You'd be forgiven for thinking that Deptford Baby is a piece of gig theatre, since it starts with DJ Tommy Tappah welcoming in the audience with a warm smile and some strong beats before calling for applause as he announces the entrance of Chino Igwe.
Igwe, a mature student who aspires to be a world-famous novelist, is familiar in his local community at the heart of South East London’s Deptford for his telling of tales of adventure and daring.
On a July day, this Nigerian Brit is at a crossroads of his life, heading up Deptford High Street on his way to Goldsmiths University clutching his completed thesis when the pavement at his feet starts to reverberate.

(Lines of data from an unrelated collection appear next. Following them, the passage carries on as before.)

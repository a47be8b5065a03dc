use tracing::info;

use crate::config::ScoringPolicy;
use crate::embedding::{EmbeddingService, allclose, cosine_similarity};

use super::error::ScoringError;
use super::sampler::AuditTarget;

/// Result of comparing fresh embeddings of the sampled item with its claims.
#[derive(Debug, Clone, PartialEq)]
pub struct AuthenticityReport {
    pub video_id: String,
    /// Cosine above threshold on every compared modality. Gates the batch.
    pub loose: bool,
    /// Element-wise closeness on every compared modality. Logged only.
    pub strict: bool,
    pub media_checked: bool,
}

pub fn loose_match(fresh: &[f32], claimed: &[f32], threshold: f32) -> bool {
    cosine_similarity(fresh, claimed) > threshold
}

pub fn strict_match(fresh: &[f32], claimed: &[f32], atol: f32, rtol: f32) -> bool {
    allclose(fresh, claimed, atol, rtol)
}

/// Embeds the audit target and compares it with the claimed vectors.
///
/// The caller must hold the embedding gate.
pub async fn verify<E: EmbeddingService>(
    embedder: &E,
    target: &AuditTarget<'_>,
    policy: &ScoringPolicy,
) -> Result<AuthenticityReport, ScoringError> {
    let metadata = target.metadata();

    let (pairs, media_checked) = match target {
        AuditTarget::DescriptionOnly(_) => {
            let fresh = embedder.embed_text(&metadata.description).await?;
            (vec![(fresh, &metadata.description_emb)], false)
        }
        AuditTarget::Media { clip, .. } => {
            let fresh = embedder.embed(&metadata.description, clip).await?;
            (
                vec![
                    (fresh.video, &metadata.video_emb),
                    (fresh.audio, &metadata.audio_emb),
                    (fresh.description, &metadata.description_emb),
                ],
                true,
            )
        }
    };

    for (fresh, _) in &pairs {
        policy.dims.check(fresh)?;
    }

    let loose = pairs
        .iter()
        .all(|(fresh, claimed)| loose_match(fresh, claimed, policy.similarity_threshold));
    let strict = pairs.iter().all(|(fresh, claimed)| {
        strict_match(fresh, claimed, policy.strict_atol, policy.strict_rtol)
    });

    if media_checked {
        info!(
            video_id = %metadata.video_id,
            similar = loose,
            strict_similar = strict,
            "Total similarity check"
        );
    } else {
        info!(
            video_id = %metadata.video_id,
            similar = loose,
            strict_similar = strict,
            "Description similarity check"
        );
    }

    Ok(AuthenticityReport {
        video_id: metadata.video_id.clone(),
        loose,
        strict,
        media_checked,
    })
}
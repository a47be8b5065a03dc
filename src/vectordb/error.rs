use thiserror::Error;

/// Failures talking to the video embedding index.
#[derive(Debug, Error)]
pub enum VectorDbError {
    #[error("failed to connect to Qdrant at '{url}': {message}")]
    ConnectionFailed { url: String, message: String },

    /// Creating or inspecting a collection failed.
    #[error("failed to set up collection '{collection}': {message}")]
    CollectionSetupFailed { collection: String, message: String },

    #[error("collection not found: {collection}")]
    CollectionNotFound { collection: String },

    #[error("failed to write embeddings to '{collection}': {message}")]
    UpsertFailed { collection: String, message: String },

    #[error("failed to query '{collection}': {message}")]
    SearchFailed { collection: String, message: String },

    #[error("failed to count points in '{collection}': {message}")]
    CountFailed { collection: String, message: String },

    /// A vector or an existing collection disagrees with the embedding width.
    #[error("invalid vector dimension: expected {expected}, got {actual}")]
    InvalidDimension { expected: usize, actual: usize },
}
use thiserror::Error;

#[derive(Debug, Error)]
pub enum EmbeddingError {
    #[error("embedding request to '{url}' failed: {message}")]
    RequestFailed { url: String, message: String },

    #[error("embedding service returned an invalid response: {reason}")]
    InvalidResponse { reason: String },

    #[error("embedding inference failed: {reason}")]
    InferenceFailed { reason: String },

    #[error("embedding has dimension {actual}, expected {expected}")]
    DimensionMismatch { expected: usize, actual: usize },

    #[error("invalid embedder configuration: {reason}")]
    InvalidConfig { reason: String },
}

impl From<crate::constants::DimValidationError> for EmbeddingError {
    fn from(err: crate::constants::DimValidationError) -> Self {
        match err {
            crate::constants::DimValidationError::DimensionMismatch { expected, actual } => {
                EmbeddingError::DimensionMismatch { expected, actual }
            }
            other => EmbeddingError::InvalidConfig {
                reason: other.to_string(),
            },
        }
    }
}
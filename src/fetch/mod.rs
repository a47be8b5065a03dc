//! Source media retrieval for authenticity audits.
//!
//! A fetch either returns the clip or fails with one of three distinguished
//! signals ([`FetchError`]). Timeouts are imposed by the caller.

pub mod error;
pub mod http;
#[cfg(any(test, feature = "mock"))]
pub mod mock;
pub mod proxy;

#[cfg(test)]
mod tests;

use async_trait::async_trait;

pub use error::FetchError;
pub use http::{HttpMediaFetcher, UnavailableFetcher};
#[cfg(any(test, feature = "mock"))]
pub use mock::{ScriptedFetch, ScriptedMediaFetcher};
pub use proxy::ProxyPool;

use crate::embedding::MediaClip;

/// Downloads a clip of a source video, optionally through an egress proxy.
#[async_trait]
pub trait MediaFetcher: Send + Sync {
    async fn fetch(
        &self,
        video_id: &str,
        start_time: u64,
        end_time: u64,
        proxy: Option<&str>,
    ) -> Result<MediaClip, FetchError>;
}
use serde::{Deserialize, Serialize};

/// One submitted clip with its claimed embeddings.
#[derive(Debug, Clone, PartialEq, Serialize, Deserialize)]
pub struct VideoMetadata {
    pub video_id: String,
    pub description: String,
    #[serde(default)]
    pub views: u64,
    /// Clip start, seconds from the beginning of the source video.
    pub start_time: u64,
    /// Clip end, seconds from the beginning of the source video.
    pub end_time: u64,
    pub video_emb: Vec<f32>,
    pub audio_emb: Vec<f32>,
    pub description_emb: Vec<f32>,
}

impl VideoMetadata {
    /// Clip length in seconds; `None` if the clip ends before it starts.
    pub fn duration(&self) -> Option<u64> {
        self.end_time.checked_sub(self.start_time)
    }
}

/// A batch submitted in answer to `query`.
#[derive(Debug, Clone, PartialEq, Serialize, Deserialize)]
pub struct VideosBatch {
    pub query: String,
    /// Requested count N. At most N items are ever scored and the final
    /// score is normalised by N.
    pub num_videos: usize,
    pub video_metadata: Vec<VideoMetadata>,
}

/// Full per-batch breakdown.
#[derive(Debug, Clone, PartialEq, Serialize, Deserialize)]
pub struct ExtendedScore {
    /// One flag per filtered item; `false` marks a near-duplicate.
    pub is_unique: Vec<bool>,
    /// Video-to-description cosine per unique item.
    pub description_relevance_scores: Vec<f32>,
    /// Video-to-query cosine per unique item.
    pub query_relevance_scores: Vec<f32>,
    /// Sum of novelty over unique items.
    pub novelty_score: f32,
    pub score: f32,
}

/// Response of a scoring call.
///
/// Terminal outcomes (punishment, empty batch) only carry the score.
#[derive(Debug, Clone, PartialEq, Serialize, Deserialize)]
#[serde(untagged)]
pub enum ScoreResponse {
    Extended(ExtendedScore),
    Short { score: f32 },
}

impl ScoreResponse {
    pub fn score(&self) -> f32 {
        match self {
            ScoreResponse::Extended(extended) => extended.score,
            ScoreResponse::Short { score } => *score,
        }
    }

    pub fn extended(&self) -> Option<&ExtendedScore> {
        match self {
            ScoreResponse::Extended(extended) => Some(extended),
            ScoreResponse::Short { .. } => None,
        }
    }
}
use std::time::Duration;

use async_trait::async_trait;
use reqwest::{Client, Proxy, StatusCode};
use tracing::debug;

use super::{FetchError, MediaFetcher};
use crate::embedding::MediaClip;

/// Fetches clips from a download service over HTTP.
///
/// `GET {base}/download?video_id=..&start=..&end=..` returns the raw clip.
/// `403`/`429` signal a blocked egress, `404`/`410`/`422` a fake video; every
/// other failure is reported as [`FetchError::Other`].
///
/// Direct downloads share one client; a proxied attempt gets its own.
#[derive(Debug, Clone)]
pub struct HttpMediaFetcher {
    base_url: String,
    request_timeout: Duration,
    direct: Client,
}

impl HttpMediaFetcher {
    pub fn new(base_url: &str, request_timeout: Duration) -> Result<Self, reqwest::Error> {
        let direct = Client::builder().timeout(request_timeout).build()?;
        Ok(Self {
            base_url: base_url.trim_end_matches('/').to_string(),
            request_timeout,
            direct,
        })
    }

    fn client_for(&self, video_id: &str, proxy: Option<&str>) -> Result<Client, FetchError> {
        let Some(proxy) = proxy else {
            return Ok(self.direct.clone());
        };

        let proxy = Proxy::all(proxy)
            .map_err(|e| FetchError::other(video_id, format!("invalid proxy: {e}")))?;
        Client::builder()
            .timeout(self.request_timeout)
            .proxy(proxy)
            .build()
            .map_err(|e| FetchError::other(video_id, e.to_string()))
    }
}

/// Maps a non-success download status to its failure signal.
pub fn classify_status(video_id: &str, status: StatusCode) -> FetchError {
    match status {
        StatusCode::FORBIDDEN | StatusCode::TOO_MANY_REQUESTS => FetchError::Blocked {
            video_id: video_id.to_string(),
        },
        StatusCode::NOT_FOUND | StatusCode::GONE | StatusCode::UNPROCESSABLE_ENTITY => {
            FetchError::Fake {
                video_id: video_id.to_string(),
            }
        }
        other => FetchError::other(video_id, format!("download service returned {other}")),
    }
}

#[async_trait]
impl MediaFetcher for HttpMediaFetcher {
    async fn fetch(
        &self,
        video_id: &str,
        start_time: u64,
        end_time: u64,
        proxy: Option<&str>,
    ) -> Result<MediaClip, FetchError> {
        let client = self.client_for(video_id, proxy)?;
        let url = format!("{}/download", self.base_url);
        debug!(%url, video_id, start_time, end_time, via_proxy = proxy.is_some(), "Fetching clip");

        let response = client
            .get(&url)
            .query(&[
                ("video_id", video_id.to_string()),
                ("start", start_time.to_string()),
                ("end", end_time.to_string()),
            ])
            .send()
            .await
            .map_err(|e| FetchError::other(video_id, e.to_string()))?;

        let status = response.status();
        if !status.is_success() {
            return Err(classify_status(video_id, status));
        }

        let bytes = response
            .bytes()
            .await
            .map_err(|e| FetchError::other(video_id, e.to_string()))?;

        Ok(MediaClip {
            video_id: video_id.to_string(),
            start_time,
            end_time,
            bytes: bytes.to_vec(),
        })
    }
}

/// Fetcher used when no download service is configured; every audit falls
/// back to description-only verification.
#[derive(Debug, Clone, Copy, Default)]
pub struct UnavailableFetcher;

#[async_trait]
impl MediaFetcher for UnavailableFetcher {
    async fn fetch(
        &self,
        video_id: &str,
        _start_time: u64,
        _end_time: u64,
        _proxy: Option<&str>,
    ) -> Result<MediaClip, FetchError> {
        Err(FetchError::other(video_id, "no download service configured"))
    }
}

The thundery shaking leads us away from reality, plunging us right into one of Igwe’s wild escapades as the waters of the nearby Thames rise and flood Deptford.
Igwe is the hero of his own story that would not look amiss amongst the ancient myths.
His adversaries are of an epic scale, first a biblical massive fish that swallows him and then a giant snake whose origins could be drawn perhaps from the Viking’s Jormungand, the East’s underground dwelling Naga, or the Chinese underwater white snake.
Igwe fights courageously, but it is when the community works together that its foes are vanquished.
Chukwudi Onwere, who wrote Deptford Baby and performs as Chino Igwe with charm and energy, is Peckham born and raised, and his writing must be drawn from his own experiences such are the tender references to the area’s history and landmarks and the honesty of Igwe’s schoolboy anecdotes and family yarns.
His text has some lovely lines—Christopher Marlowe’s murder is one of Deptford’s freckles left by history, love interest Adese has braids as long as the Central Line—but these are too few gems that float on muddy waters.
Often, the writing is unclear; in what seems a clumsy metaphor, Onwere parallels the cutting down of the giant snake with the toppling of slaver Edward Colston’s statue in Bristol, and sometimes the text is ungainly, as if Igwe is improvising, contributing to the story ending without realising its moral.
Onwere has a daring approach to blending cultural imagery, from flying carpets to enchanted swords, and making it work; with just a little more of this magic, Deptford Baby could be an enthralling tale.